THE TRADITION OF paying tribute to the dead has a history at least as long as that of people dying. At first the dead were simply put away somewhere, usually under something. But as the Mesolithic period gave way to the Neolithic, people began marking grave sites with simple stones, then stacking stones on top of other stones, finally piling dirt on top of stacked stones. Neanderthals are believed to be the first humans to inter grave goods along with the body of the departed: pointy flint tools, mainly. Soon grave stones began to be carved with platitudes, and more diverse grave goods were sealed in tombs: clay beads, copper coins, etc. This practice reached its peak with the Egyptians, who believed that no one should enter the afterlife and follow Ra on his daily ride through the Fields of Yalu without at least one mummified cat.
But as the needs of the living have changed, so have the needs of the dead. These days nobody wants to be the witless mourner who just carves some platitude on a stone. Nobody wants to spend eternity with nothing to eat but a pointy flint tool and a mummified cat. These days the savvy idolater must consider more closely the needs of the departed on their journey through the shades.

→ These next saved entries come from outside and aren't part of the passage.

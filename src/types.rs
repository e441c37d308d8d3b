// src/types.rs

use std::fmt;
use std::str::FromStr;

use serde::{Deserialize, Serialize};

/// Identifier of a persisted run record.
pub type RunId = u64;

/// Identifier of a persisted step record.
pub type StepLogId = u64;

/// Lifecycle of an orchestration definition.
///
/// Only `Active` definitions may be dispatched; `Draft` ones are still being
/// edited and `Disabled` ones are kept for history.
#[derive(Debug, Clone, Copy, PartialEq, Eq, Serialize, Deserialize)]
#[serde(rename_all = "lowercase")]
pub enum DefinitionStatus {
    Draft,
    Active,
    Disabled,
}

impl Default for DefinitionStatus {
    fn default() -> Self {
        DefinitionStatus::Draft
    }
}

impl FromStr for DefinitionStatus {
    type Err = String;

    fn from_str(s: &str) -> Result<Self, Self::Err> {
        match s.trim().to_lowercase().as_str() {
            "draft" => Ok(DefinitionStatus::Draft),
            "active" => Ok(DefinitionStatus::Active),
            "disabled" => Ok(DefinitionStatus::Disabled),
            other => Err(format!(
                "invalid orchestration status: {other} (expected \"draft\", \"active\" or \"disabled\")"
            )),
        }
    }
}

/// Aggregate status of one run (one orchestration against one device).
#[derive(Debug, Clone, Copy, PartialEq, Eq, Serialize, Deserialize)]
#[serde(rename_all = "snake_case")]
pub enum RunStatus {
    Running,
    Completed,
    PartFailed,
    Failed,
    Stopped,
}

impl RunStatus {
    pub fn is_terminal(self) -> bool {
        !matches!(self, RunStatus::Running)
    }

    pub fn as_str(self) -> &'static str {
        match self {
            RunStatus::Running => "running",
            RunStatus::Completed => "completed",
            RunStatus::PartFailed => "part_failed",
            RunStatus::Failed => "failed",
            RunStatus::Stopped => "stopped",
        }
    }
}

impl fmt::Display for RunStatus {
    fn fmt(&self, f: &mut fmt::Formatter<'_>) -> fmt::Result {
        f.write_str(self.as_str())
    }
}

/// Status of one step attempt.
///
/// `Pending` and `Running` are the only non-terminal states; once any other
/// state is set it never changes again.
#[derive(Debug, Clone, Copy, PartialEq, Eq, Serialize, Deserialize)]
#[serde(rename_all = "lowercase")]
pub enum StepStatus {
    Pending,
    Running,
    Completed,
    Timeout,
    Failed,
    Stopped,
    Error,
}

impl StepStatus {
    pub fn is_terminal(self) -> bool {
        !matches!(self, StepStatus::Pending | StepStatus::Running)
    }

    /// Statuses counted against a run when deciding `part_failed`.
    pub fn is_failure(self) -> bool {
        matches!(
            self,
            StepStatus::Failed | StepStatus::Timeout | StepStatus::Error
        )
    }

    pub fn as_str(self) -> &'static str {
        match self {
            StepStatus::Pending => "pending",
            StepStatus::Running => "running",
            StepStatus::Completed => "completed",
            StepStatus::Timeout => "timeout",
            StepStatus::Failed => "failed",
            StepStatus::Stopped => "stopped",
            StepStatus::Error => "error",
        }
    }
}

impl fmt::Display for StepStatus {
    fn fmt(&self, f: &mut fmt::Formatter<'_>) -> fmt::Result {
        f.write_str(self.as_str())
    }
}
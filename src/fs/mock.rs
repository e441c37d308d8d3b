// src/fs/mock.rs

use super::FileSystem;
use anyhow::{anyhow, Result};
use std::collections::HashMap;
use std::path::{Path, PathBuf};
use std::sync::{Arc, Mutex, MutexGuard};

#[derive(Debug, Clone)]
pub enum MockEntry {
    File(Vec<u8>),
    Dir(Vec<String>), // List of child names
}

/// In-memory filesystem for tests.
///
/// Clones share the same underlying tree, so a store can be "reopened" by
/// handing a clone to a new instance.
#[derive(Debug, Clone, Default)]
pub struct MockFileSystem {
    files: Arc<Mutex<HashMap<PathBuf, MockEntry>>>,
}

impl MockFileSystem {
    pub fn new() -> Self {
        let mut files = HashMap::new();
        // Ensure root exists
        files.insert(PathBuf::from("."), MockEntry::Dir(Vec::new()));

        Self {
            files: Arc::new(Mutex::new(files)),
        }
    }

    fn lock(&self) -> MutexGuard<'_, HashMap<PathBuf, MockEntry>> {
        self.files.lock().unwrap_or_else(|e| e.into_inner())
    }

    pub fn add_file(&self, path: impl AsRef<Path>, content: impl Into<Vec<u8>>) {
        let path = path.as_ref().to_path_buf();
        let mut files = self.lock();
        files.insert(path.clone(), MockEntry::File(content.into()));

        if let Some(parent) = path.parent() {
            let parent = normalize_parent(parent);
            Self::ensure_dir_entry(&mut files, parent);
            Self::link_child(&mut files, parent, &path);
        }
    }

    /// Number of regular files currently stored.
    pub fn file_count(&self) -> usize {
        self.lock()
            .values()
            .filter(|e| matches!(e, MockEntry::File(_)))
            .count()
    }

    fn ensure_dir_entry(files: &mut HashMap<PathBuf, MockEntry>, path: &Path) {
        if files.contains_key(path) {
            return;
        }
        files.insert(path.to_path_buf(), MockEntry::Dir(Vec::new()));
        if let Some(parent) = path.parent() {
            let parent = normalize_parent(parent);
            if parent != path {
                Self::ensure_dir_entry(files, parent);
                Self::link_child(files, parent, path);
            }
        }
    }

    fn link_child(files: &mut HashMap<PathBuf, MockEntry>, parent: &Path, child: &Path) {
        if let Some(MockEntry::Dir(children)) = files.get_mut(parent) {
            if let Some(name) = child.file_name().and_then(|n| n.to_str()) {
                if !children.iter().any(|c| c == name) {
                    children.push(name.to_string());
                }
            }
        }
    }
}

fn normalize_parent(parent: &Path) -> &Path {
    if parent.as_os_str().is_empty() {
        Path::new(".")
    } else {
        parent
    }
}

impl FileSystem for MockFileSystem {
    fn read_to_string(&self, path: &Path) -> Result<String> {
        let files = self.lock();
        match files.get(path) {
            Some(MockEntry::File(content)) => {
                String::from_utf8(content.clone()).map_err(|e| anyhow!("Invalid UTF-8: {}", e))
            }
            Some(MockEntry::Dir(_)) => Err(anyhow!("Is a directory: {:?}", path)),
            None => Err(anyhow!("File not found: {:?}", path)),
        }
    }

    fn write(&self, path: &Path, contents: &[u8]) -> Result<()> {
        self.add_file(path, contents);
        Ok(())
    }

    fn remove_file(&self, path: &Path) -> Result<()> {
        let mut files = self.lock();
        match files.get(path) {
            Some(MockEntry::Dir(_)) => return Err(anyhow!("Is a directory: {:?}", path)),
            Some(MockEntry::File(_)) => {
                files.remove(path);
            }
            None => return Ok(()),
        }
        if let (Some(parent), Some(name)) = (path.parent(), path.file_name()) {
            if let Some(MockEntry::Dir(children)) = files.get_mut(normalize_parent(parent)) {
                children.retain(|c| c.as_str() != name.to_string_lossy());
            }
        }
        Ok(())
    }

    fn exists(&self, path: &Path) -> bool {
        self.lock().contains_key(path)
    }

    fn is_dir(&self, path: &Path) -> bool {
        matches!(self.lock().get(path), Some(MockEntry::Dir(_)))
    }

    fn read_dir(&self, path: &Path) -> Result<Vec<PathBuf>> {
        let files = self.lock();
        match files.get(path) {
            Some(MockEntry::Dir(children)) => {
                Ok(children.iter().map(|name| path.join(name)).collect())
            }
            _ => Err(anyhow!("Not a directory or not found: {:?}", path)),
        }
    }
}

#[cfg(test)]
mod tests {
    use super::*;

    #[test]
    fn write_read_remove_roundtrip() {
        let fs = MockFileSystem::new();
        fs.write(Path::new("runs/run-1.json"), b"{}").unwrap();
        assert!(fs.is_dir(Path::new("runs")));
        assert_eq!(fs.read_to_string(Path::new("runs/run-1.json")).unwrap(), "{}");
        assert_eq!(
            fs.read_dir(Path::new("runs")).unwrap(),
            vec![PathBuf::from("runs/run-1.json")]
        );

        fs.remove_file(Path::new("runs/run-1.json")).unwrap();
        assert!(!fs.exists(Path::new("runs/run-1.json")));
        assert!(fs.read_dir(Path::new("runs")).unwrap().is_empty());
        // Removing again is fine.
        fs.remove_file(Path::new("runs/run-1.json")).unwrap();
    }
}
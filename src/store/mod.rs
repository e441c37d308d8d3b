// src/store/mod.rs

//! Persistence of run and step records.
//!
//! Stores are synchronous and cheap; callers never hold a store borrow
//! across an `.await`.

use std::collections::BTreeMap;
use std::sync::{Mutex, MutexGuard};

use crate::errors::{DroidflowError, Result};
use crate::record::{RunRecord, StepRunRecord};
use crate::types::{RunId, StepLogId};

pub mod file;
pub mod ledger;

pub use file::FileRunStore;
pub use ledger::RunLedger;

pub trait RunStore: Send + Sync {
    /// Persist a new run and assign its id.
    fn insert_run(&self, run: RunRecord) -> Result<RunRecord>;
    fn get_run(&self, id: RunId) -> Result<Option<RunRecord>>;
    /// Apply `f` to the stored run and persist the result.
    fn update_run(&self, id: RunId, f: &mut dyn FnMut(&mut RunRecord)) -> Result<RunRecord>;
    fn list_runs(&self) -> Result<Vec<RunRecord>>;

    /// Persist a new step record and assign its id.
    fn insert_step(&self, step: StepRunRecord) -> Result<StepRunRecord>;
    fn update_step(
        &self,
        id: StepLogId,
        f: &mut dyn FnMut(&mut StepRunRecord),
    ) -> Result<StepRunRecord>;
    /// Step records of a run in execution order.
    fn steps_of(&self, run_id: RunId) -> Result<Vec<StepRunRecord>>;
}

/// Record tables shared by the in-memory and file stores.
#[derive(Debug, Default)]
pub(crate) struct RecordTables {
    pub(crate) runs: BTreeMap<RunId, RunRecord>,
    pub(crate) steps: BTreeMap<StepLogId, StepRunRecord>,
}

impl RecordTables {
    fn next_run_id(&self) -> RunId {
        self.runs.keys().next_back().map_or(1, |id| id + 1)
    }

    fn next_step_id(&self) -> StepLogId {
        self.steps.keys().next_back().map_or(1, |id| id + 1)
    }

    pub(crate) fn insert_run(&mut self, mut run: RunRecord) -> RunRecord {
        run.id = self.next_run_id();
        self.runs.insert(run.id, run.clone());
        run
    }

    pub(crate) fn update_run(
        &mut self,
        id: RunId,
        f: &mut dyn FnMut(&mut RunRecord),
    ) -> Result<RunRecord> {
        let run = self
            .runs
            .get_mut(&id)
            .ok_or_else(|| DroidflowError::NotFound(format!("run {id}")))?;
        f(run);
        Ok(run.clone())
    }

    pub(crate) fn insert_step(&mut self, mut step: StepRunRecord) -> Result<StepRunRecord> {
        if !self.runs.contains_key(&step.run_id) {
            return Err(DroidflowError::NotFound(format!("run {}", step.run_id)));
        }
        step.id = self.next_step_id();
        self.steps.insert(step.id, step.clone());
        Ok(step)
    }

    pub(crate) fn update_step(
        &mut self,
        id: StepLogId,
        f: &mut dyn FnMut(&mut StepRunRecord),
    ) -> Result<StepRunRecord> {
        let step = self
            .steps
            .get_mut(&id)
            .ok_or_else(|| DroidflowError::NotFound(format!("step log {id}")))?;
        f(step);
        Ok(step.clone())
    }

    pub(crate) fn steps_of(&self, run_id: RunId) -> Vec<StepRunRecord> {
        let mut steps: Vec<StepRunRecord> = self
            .steps
            .values()
            .filter(|s| s.run_id == run_id)
            .cloned()
            .collect();
        steps.sort_by_key(|s| (s.step_order, s.id));
        steps
    }
}

/// Volatile store; records live as long as the process.
#[derive(Debug, Default)]
pub struct MemoryRunStore {
    tables: Mutex<RecordTables>,
}

impl MemoryRunStore {
    pub fn new() -> Self {
        Self::default()
    }

    fn tables(&self) -> MutexGuard<'_, RecordTables> {
        self.tables.lock().unwrap_or_else(|e| e.into_inner())
    }
}

impl RunStore for MemoryRunStore {
    fn insert_run(&self, run: RunRecord) -> Result<RunRecord> {
        Ok(self.tables().insert_run(run))
    }

    fn get_run(&self, id: RunId) -> Result<Option<RunRecord>> {
        Ok(self.tables().runs.get(&id).cloned())
    }

    fn update_run(&self, id: RunId, f: &mut dyn FnMut(&mut RunRecord)) -> Result<RunRecord> {
        self.tables().update_run(id, f)
    }

    fn list_runs(&self) -> Result<Vec<RunRecord>> {
        Ok(self.tables().runs.values().cloned().collect())
    }

    fn insert_step(&self, step: StepRunRecord) -> Result<StepRunRecord> {
        self.tables().insert_step(step)
    }

    fn update_step(
        &self,
        id: StepLogId,
        f: &mut dyn FnMut(&mut StepRunRecord),
    ) -> Result<StepRunRecord> {
        self.tables().update_step(id, f)
    }

    fn steps_of(&self, run_id: RunId) -> Result<Vec<StepRunRecord>> {
        Ok(self.tables().steps_of(run_id))
    }
}

#[cfg(test)]
mod tests {
    use super::*;
    use std::time::Duration;

    #[test]
    fn ids_are_assigned_monotonically() {
        let store = MemoryRunStore::new();
        let a = store.insert_run(RunRecord::new("o", "d1", "d1", 1)).unwrap();
        let b = store.insert_run(RunRecord::new("o", "d2", "d2", 1)).unwrap();
        assert_eq!((a.id, b.id), (1, 2));
    }

    #[test]
    fn steps_of_is_sorted_by_order() {
        let store = MemoryRunStore::new();
        let run = store.insert_run(RunRecord::new("o", "d", "d", 2)).unwrap();
        store
            .insert_step(StepRunRecord::new(run.id, 2, "b", Duration::from_secs(10)))
            .unwrap();
        store
            .insert_step(StepRunRecord::new(run.id, 1, "a", Duration::from_secs(10)))
            .unwrap();
        let orders: Vec<u32> = store
            .steps_of(run.id)
            .unwrap()
            .iter()
            .map(|s| s.step_order)
            .collect();
        assert_eq!(orders, vec![1, 2]);
    }

    #[test]
    fn step_for_unknown_run_is_rejected() {
        let store = MemoryRunStore::new();
        let err = store
            .insert_step(StepRunRecord::new(99, 1, "a", Duration::from_secs(10)))
            .unwrap_err();
        assert!(matches!(err, DroidflowError::NotFound(_)));
    }

    #[test]
    fn update_missing_run_is_not_found() {
        let store = MemoryRunStore::new();
        let err = store.update_run(7, &mut |_: &mut RunRecord| {}).unwrap_err();
        assert!(matches!(err, DroidflowError::NotFound(_)));
    }
}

Here, in modernity, we begin to see the erection of spontaneous shrines. In the seventies, it becomes customary to blunder over Chopin’s grave on the way to Jim Morrison’s, to spray-paint “The Lizard King” on his headstone and stick chewing gum to a nearby tree.
Soon the impromptu street shrine becomes an accepted form. Gone are the days of clay beads and copper coins. Now there are offerings of flowers, candles, stuffed animals, personal notes—sometimes even a bottle of Thunderbird or a pack of Luckies.
In the early eighties the shooting of John Lennon prompted the creation of a memorial in Central Park called Strawberry Fields. Mourning fans made pilgrimage to the site in order to place tributes to the dead star on a circular mosaic.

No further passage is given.